**DATA LISTING:**
****************************************

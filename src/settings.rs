//! Runtime preferences
//!
//! Supplied by the host page as JSON. Nothing here is persisted.

use serde::{Deserialize, Serialize};

use crate::config::ConfigError;

/// Quality preset levels
#[derive(Debug, Clone, Copy, PartialEq, Eq, Serialize, Deserialize, Default)]
pub enum QualityPreset {
    Low,
    #[default]
    Medium,
    High,
}

impl QualityPreset {
    pub fn as_str(&self) -> &'static str {
        match self {
            QualityPreset::Low => "Low",
            QualityPreset::Medium => "Medium",
            QualityPreset::High => "High",
        }
    }

    pub fn parse(s: &str) -> Option<Self> {
        match s.to_lowercase().as_str() {
            "low" => Some(QualityPreset::Low),
            "medium" | "med" => Some(QualityPreset::Medium),
            "high" => Some(QualityPreset::High),
            _ => None,
        }
    }

    /// Maximum live trail particles for this preset
    pub fn max_particles(&self) -> usize {
        match self {
            QualityPreset::Low => 100,
            QualityPreset::Medium => 500,
            QualityPreset::High => 2000,
        }
    }

    /// Circle tessellation segments (glow and disks)
    pub fn circle_segments(&self) -> u32 {
        match self {
            QualityPreset::Low => 8,
            QualityPreset::Medium => 16,
            QualityPreset::High => 24,
        }
    }
}

/// Page-level preferences
#[derive(Debug, Clone, PartialEq, Serialize, Deserialize)]
#[serde(default)]
pub struct Settings {
    /// Graphics quality preset
    pub quality: QualityPreset,
    /// Pointer trail on/off
    pub trail: bool,
    /// Reduced motion (no trail spawning)
    pub reduced_motion: bool,
}

impl Default for Settings {
    fn default() -> Self {
        Self {
            quality: QualityPreset::Medium,
            trail: true,
            reduced_motion: false,
        }
    }
}

impl Settings {
    /// Create settings from a quality preset
    pub fn from_preset(preset: QualityPreset) -> Self {
        Self {
            quality: preset,
            ..Self::default()
        }
    }

    /// Parse settings; missing fields keep their defaults
    pub fn from_json(json: &str) -> Result<Self, ConfigError> {
        Ok(serde_json::from_str(json)?)
    }

    /// Whether pointer movement should spawn particles
    pub fn effective_trail(&self) -> bool {
        self.trail && !self.reduced_motion
    }

    /// Effective particle count cap
    pub fn max_particles(&self) -> usize {
        if !self.effective_trail() {
            0
        } else {
            self.quality.max_particles()
        }
    }
}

****************************************

**BRIEF:** Please output the full listing, keeping every character the same.

**SOLUTION:**
filename src/settings.rs
//! Runtime preferences
//!
//! Supplied by the host page as JSON. Nothing here is persisted.

use serde::{Deserialize, Serialize};

use crate::config::ConfigError;

/// Quality preset levels
#[derive(Debug, Clone, Copy, PartialEq, Eq, Serialize, Deserialize, Default)]
pub enum QualityPreset {
    Low,
    #[default]
    Medium,
    High,
}

impl QualityPreset {
    pub fn as_str(&self) -> &'static str {
        match self {
            QualityPreset::Low => "Low",
            QualityPreset::Medium => "Medium",
            QualityPreset::High => "High",
        }
    }

    pub fn parse(s: &str) -> Option<Self> {
        match s.to_lowercase().as_str() {
            "low" => Some(QualityPreset::Low),
            "medium" | "med" => Some(QualityPreset::Medium),
            "high" => Some(QualityPreset::High),
            _ => None,
        }
    }

    /// Maximum live trail particles for this preset
    pub fn max_particles(&self) -> usize {
        match self {
            QualityPreset::Low => 100,
            QualityPreset::Medium => 500,
            QualityPreset::High => 2000,
        }
    }

    /// Circle tessellation segments (glow and disks)
    pub fn circle_segments(&self) -> u32 {
        match self {
            QualityPreset::Low => 8,
            QualityPreset::Medium => 16,
            QualityPreset::High => 24,
        }
    }
}

/// Page-level preferences
#[derive(Debug, Clone, PartialEq, Serialize, Deserialize)]
#[serde(default)]
pub struct Settings {
    /// Graphics quality preset
    pub quality: QualityPreset,
    /// Pointer trail on/off
    pub trail: bool,
    /// Reduced motion (no trail spawning)
    pub reduced_motion: bool,
}

impl Default for Settings {
    fn default() -> Self {
        Self {
            quality: QualityPreset::Medium,
            trail: true,
            reduced_motion: false,
        }
    }
}

impl Settings {
    /// Create settings from a quality preset
    pub fn from_preset(preset: QualityPreset) -> Self {
        Self {
            quality: preset,
            ..Self::default()
        }
    }

    /// Parse settings; missing fields keep their defaults
    pub fn from_json(json: &str) -> Result<Self, ConfigError> {
        Ok(serde_json::from_str(json)?)
    }

    /// Whether pointer movement should spawn particles
    pub fn effective_trail(&self) -> bool {
        self.trail && !self.reduced_motion
    }

    /// Effective particle count cap
    pub fn max_particles(&self) -> usize {
        if !self.effective_trail() {
            0
        } else {
            self.quality.max_particles()
        }
    }
}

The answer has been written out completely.